Our issuance of additional capital stock in connection with future financings, acquisitions, investments, the AtlasClear 2024 Equity Incentive Plan (the “Incentive Plan”) or otherwise will dilute all other stockholders.
We expect to issue additional capital stock in the future that will result in dilution to all other stockholders. We expect to grant equity awards to employees, directors and consultants under the Incentive Plan. We may also raise capital through equity financings in the future. We may acquire or make investments in complementary companies or technologies and issue equity securities to pay for any such acquisition or investment. Any such issuances of additional capital stock may cause stockholders to experience significant dilution of their ownership interests and the per share value of our Common Stock to decline.
If we are not able to raise sufficient capital to satisfy our payment obligations under the Convertible Notes, or otherwise restructure the Convertible Notes, and payment of principal and accrued and unpaid interest thereon is demanded by the holders thereof, we will be in default, and may not be able to continue as a going concern.

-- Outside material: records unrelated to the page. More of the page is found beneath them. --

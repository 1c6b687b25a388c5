//! Axum middleware for request tracking and observability.
//!
//! # Flow
//!
//! 1. **Extract** correlation ID from `X-Correlation-ID` header (or generate new UUID)
//! 2. **Store** it in request extensions as [`CorrelationId`]
//! 3. **Create tracing span** `http_request` with the correlation ID
//! 4. **Inject** the correlation ID into the response `X-Correlation-ID` header
//!
//! # Example
//!
//! ```ignore
//! use axum::Router;
//! use orderbus_web::middleware::correlation_id_layer;
//!
//! let app = Router::new()
//!     .route("/", post(ingest))
//!     .layer(correlation_id_layer());
//! ```

use crate::extractors::CorrelationId;
use axum::{extract::Request, http::HeaderValue, response::Response};
use std::task::{Context, Poll};
use tower::{Layer, Service};
use tracing::Instrument;

/// Header name for correlation ID.
pub const CORRELATION_ID_HEADER: &str = "X-Correlation-ID";

/// Create a layer that adds correlation ID tracking to all requests.
#[must_use]
pub const fn correlation_id_layer() -> CorrelationIdLayer {
    CorrelationIdLayer
}

/// Layer for correlation ID tracking.
#[derive(Clone, Debug)]
pub struct CorrelationIdLayer;

impl<S> Layer<S> for CorrelationIdLayer {
    type Service = CorrelationIdMiddleware<S>;

    fn layer(&self, inner: S) -> Self::Service {
        CorrelationIdMiddleware { inner }
    }
}

/// Middleware service for correlation ID tracking.
#[derive(Clone, Debug)]
pub struct CorrelationIdMiddleware<S> {
    inner: S,
}

impl<S> Service<Request> for CorrelationIdMiddleware<S>
where
    S: Service<Request, Response = Response> + Send + 'static,
    S::Future: Send + 'static,
{
    type Response = S::Response;
    type Error = S::Error;
    type Future = std::pin::Pin<
        Box<dyn std::future::Future<Output = Result<Self::Response, Self::Error>> + Send>,
    >;

    fn poll_ready(&mut self, cx: &mut Context<'_>) -> Poll<Result<(), Self::Error>> {
        self.inner.poll_ready(cx)
    }

    fn call(&mut self, mut req: Request) -> Self::Future {
        let correlation_id = CorrelationId::from_headers(req.headers());
        req.extensions_mut().insert(correlation_id);

        let span = tracing::info_span!(
            "http_request",
            correlation_id = %correlation_id,
            method = %req.method(),
            uri = %req.uri(),
        );

        let fut = self.inner.call(req);

        Box::pin(async move {
            let mut response = fut.instrument(span).await?;

            if let Ok(header_value) = HeaderValue::from_str(&correlation_id.to_string()) {
                response
                    .headers_mut()
                    .insert(CORRELATION_ID_HEADER, header_value);
            }

            Ok(response)
        })
    }
}

/// Read the correlation ID the middleware stored on a request.
pub trait CorrelationIdExt {
    /// Returns `None` if the correlation ID middleware is not installed.
    fn try_correlation_id(&self) -> Option<CorrelationId>;
}

impl CorrelationIdExt for Request {
    fn try_correlation_id(&self) -> Option<CorrelationId> {
        self.extensions().get::<CorrelationId>().copied()
    }
}
//! Event envelope: the canonical, routable form of a business event.
//!
//! An [`Envelope`] wraps an arbitrary JSON `detail` together with the routing
//! metadata rules are evaluated against (`source`, `detail-type`, `region`).
//! Once built, an envelope is never mutated: the router shares it between
//! dispatch tasks behind an `Arc`, and every routing decision is a pure
//! function of its fields.
//!
//! # Field Addressing
//!
//! Patterns address envelope fields by name:
//!
//! | Path                     | Resolves to                           |
//! |--------------------------|---------------------------------------|
//! | `id`                     | envelope id (string)                  |
//! | `source`                 | producer identifier                   |
//! | `detail-type`            | classification (alias `detailType`)   |
//! | `region`                 | originating region tag                |
//! | `detail`                 | the whole detail document             |
//! | `detail.order.eventtype` | nested value inside the detail        |
//!
//! # Example
//!
//! ```
//! use orderbus_core::envelope::Envelope;
//! use serde_json::json;
//!
//! let envelope = Envelope::builder()
//!     .source("WebApp")
//!     .detail_type("event_sourcing_eventbridge")
//!     .region("ap-southeast-2")
//!     .detail(json!({ "order": { "eventtype": "new_order", "accountid": "A1" } }))
//!     .build();
//!
//! assert_eq!(
//!     envelope.field("detail.order.accountid").as_deref(),
//!     Some(&json!("A1"))
//! );
//! assert!(envelope.field("detail.order.missing").is_none());
//! ```

use chrono::{DateTime, Utc};
use serde::{Deserialize, Serialize};
use serde_json::Value;
use std::borrow::Cow;
use std::fmt;
use uuid::Uuid;

/// Unique identifier of an envelope, assigned when it enters the system.
#[derive(Clone, Copy, Debug, PartialEq, Eq, Hash, Serialize, Deserialize)]
#[serde(transparent)]
pub struct EnvelopeId(Uuid);

impl EnvelopeId {
    /// Generate a fresh random identifier.
    #[must_use]
    pub fn new() -> Self {
        Self(Uuid::new_v4())
    }

    /// Wrap an existing UUID.
    #[must_use]
    pub const fn from_uuid(id: Uuid) -> Self {
        Self(id)
    }

    /// Returns the inner UUID.
    #[must_use]
    pub const fn as_uuid(&self) -> &Uuid {
        &self.0
    }
}

impl Default for EnvelopeId {
    fn default() -> Self {
        Self::new()
    }
}

impl fmt::Display for EnvelopeId {
    fn fmt(&self, f: &mut fmt::Formatter<'_>) -> fmt::Result {
        write!(f, "{}", self.0)
    }
}

/// An immutable, routable business event.
///
/// Fields are private; use the accessors. Serialization uses the wire names of
/// the event bus wire format (`detail-type`).
#[derive(Clone, Debug, PartialEq, Serialize, Deserialize)]
pub struct Envelope {
    id: EnvelopeId,
    source: String,
    #[serde(rename = "detail-type", alias = "detailType")]
    detail_type: String,
    time: DateTime<Utc>,
    region: String,
    detail: Value,
}

impl Envelope {
    /// Start building an envelope.
    #[must_use]
    pub fn builder() -> EnvelopeBuilder {
        EnvelopeBuilder::default()
    }

    /// Envelope identifier.
    #[must_use]
    pub const fn id(&self) -> EnvelopeId {
        self.id
    }

    /// Producer identifier.
    #[must_use]
    pub fn source(&self) -> &str {
        &self.source
    }

    /// Free-form classification.
    #[must_use]
    pub fn detail_type(&self) -> &str {
        &self.detail_type
    }

    /// When the envelope was first dispatched. Reference point for event age.
    #[must_use]
    pub const fn time(&self) -> DateTime<Utc> {
        self.time
    }

    /// Originating region tag.
    #[must_use]
    pub fn region(&self) -> &str {
        &self.region
    }

    /// Business payload, verbatim.
    #[must_use]
    pub const fn detail(&self) -> &Value {
        &self.detail
    }

    /// Resolve a field path against this envelope.
    ///
    /// Top-level metadata fields are returned as owned JSON strings; paths
    /// under `detail` borrow from the payload. Returns `None` for unknown
    /// top-level names and for any missing path segment.
    #[must_use]
    pub fn field(&self, path: &str) -> Option<Cow<'_, Value>> {
        let mut segments = path.split('.');
        let head = segments.next()?;

        let owned = |s: &str| Some(Cow::Owned(Value::String(s.to_string())));

        match head {
            "id" => owned(&self.id.to_string()),
            "source" => owned(&self.source),
            "detail-type" | "detailType" => owned(&self.detail_type),
            "region" => owned(&self.region),
            "detail" => {
                let mut current = &self.detail;
                for segment in segments {
                    current = current.get(segment)?;
                }
                Some(Cow::Borrowed(current))
            },
            _ => None,
        }
    }

    /// Age of the envelope relative to `now`, clamped at zero.
    #[must_use]
    pub fn age_at(&self, now: DateTime<Utc>) -> std::time::Duration {
        (now - self.time).to_std().unwrap_or_default()
    }
}

/// Builder for [`Envelope`].
///
/// Unset fields default to empty strings, a `null` detail, a fresh id and the
/// current time.
#[derive(Debug, Default)]
pub struct EnvelopeBuilder {
    id: Option<EnvelopeId>,
    source: String,
    detail_type: String,
    time: Option<DateTime<Utc>>,
    region: String,
    detail: Value,
}

impl EnvelopeBuilder {
    /// Use a specific id instead of a generated one.
    #[must_use]
    pub const fn id(mut self, id: EnvelopeId) -> Self {
        self.id = Some(id);
        self
    }

    /// Set the producer identifier.
    #[must_use]
    pub fn source(mut self, source: impl Into<String>) -> Self {
        self.source = source.into();
        self
    }

    /// Set the classification string.
    #[must_use]
    pub fn detail_type(mut self, detail_type: impl Into<String>) -> Self {
        self.detail_type = detail_type.into();
        self
    }

    /// Set the dispatch time.
    #[must_use]
    pub const fn time(mut self, time: DateTime<Utc>) -> Self {
        self.time = Some(time);
        self
    }

    /// Set the originating region.
    #[must_use]
    pub fn region(mut self, region: impl Into<String>) -> Self {
        self.region = region.into();
        self
    }

    /// Set the business payload.
    #[must_use]
    pub fn detail(mut self, detail: Value) -> Self {
        self.detail = detail;
        self
    }

    /// Build the envelope.
    #[must_use]
    pub fn build(self) -> Envelope {
        Envelope {
            id: self.id.unwrap_or_default(),
            source: self.source,
            detail_type: self.detail_type,
            time: self.time.unwrap_or_else(Utc::now),
            region: self.region,
            detail: self.detail,
        }
    }
}

#[cfg(test)]
#[allow(clippy::unwrap_used)]
mod tests {
    use super::*;
    use chrono::Duration as ChronoDuration;
    use serde_json::json;

    fn sample() -> Envelope {
        Envelope::builder()
            .source("WebApp")
            .detail_type("event_sourcing_eventbridge")
            .region("ap-southeast-2")
            .detail(json!({
                "order": {
                    "eventtype": "new_order",
                    "accountid": "A1",
                    "details": { "quantity": 2 }
                }
            }))
            .build()
    }

    #[test]
    fn resolves_metadata_fields() {
        let envelope = sample();
        assert_eq!(envelope.field("source").as_deref(), Some(&json!("WebApp")));
        assert_eq!(
            envelope.field("detailType").as_deref(),
            Some(&json!("event_sourcing_eventbridge"))
        );
        assert_eq!(
            envelope.field("detail-type").as_deref(),
            Some(&json!("event_sourcing_eventbridge"))
        );
        assert_eq!(
            envelope.field("region").as_deref(),
            Some(&json!("ap-southeast-2"))
        );
        assert_eq!(
            envelope.field("id").as_deref(),
            Some(&json!(envelope.id().to_string()))
        );
    }

    #[test]
    fn resolves_nested_detail_paths() {
        let envelope = sample();
        assert_eq!(
            envelope.field("detail.order.details.quantity").as_deref(),
            Some(&json!(2))
        );
        assert!(envelope.field("detail.order.vendorid").is_none());
        assert!(envelope.field("detail.order.eventtype.deeper").is_none());
        assert!(envelope.field("account").is_none());
    }

    #[test]
    fn age_is_clamped_at_zero() {
        let envelope = sample();
        let before = envelope.time() - ChronoDuration::seconds(10);
        assert_eq!(envelope.age_at(before), std::time::Duration::ZERO);

        let later = envelope.time() + ChronoDuration::seconds(90);
        assert_eq!(envelope.age_at(later), std::time::Duration::from_secs(90));
    }

    #[test]
    fn serializes_with_wire_names() {
        let envelope = sample();
        let value = serde_json::to_value(&envelope).unwrap();
        assert_eq!(value["detail-type"], json!("event_sourcing_eventbridge"));

        let back: Envelope = serde_json::from_value(value).unwrap();
        assert_eq!(back, envelope);
    }
}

We have not timely satisfied certain payment obligations under the Funicular Note and the convertible notes under the Securities Purchase Agreement. In the event we are not able to raise sufficient capital to pay such notes, or otherwise restructure the same, and payment of principal and accrued interest thereon is demanded by the holders thereof, we will be in default, and may not be able to continue as a going concern. Although none of the holders of such promissory notes have elected to pursue remedies against us, we cannot assure you that they will not do so in the future. The institution of collection actions could have a material adverse effect on our business and could force us to seek relief through insolvency or other proceedings. On each interest payment date, the accrued and unpaid interest shall, at the election of the Company in its sole discretion, be either paid in cash or paid in-kind by increasing the principal amount of the Funicular Note. In the event of an Event of Default (as defined in the Funicular Note), in addition to Funicular’s other rights and remedies, the interest rate would increase to 20% per annum. The convertible notes under the September 2025 Securities Purchase Agreement mature on the earlier of six months from issuance or the date that the Company completes a Qualified Financing (meaning an issuance and sale of capital stock raising gross proceeds of at least $10 million, as defined in the Notes). The Notes may be converted into equity, at each holder’s option, at the closing of a Qualified Financing, at the same per share price as the securities sold in the Qualified Financing.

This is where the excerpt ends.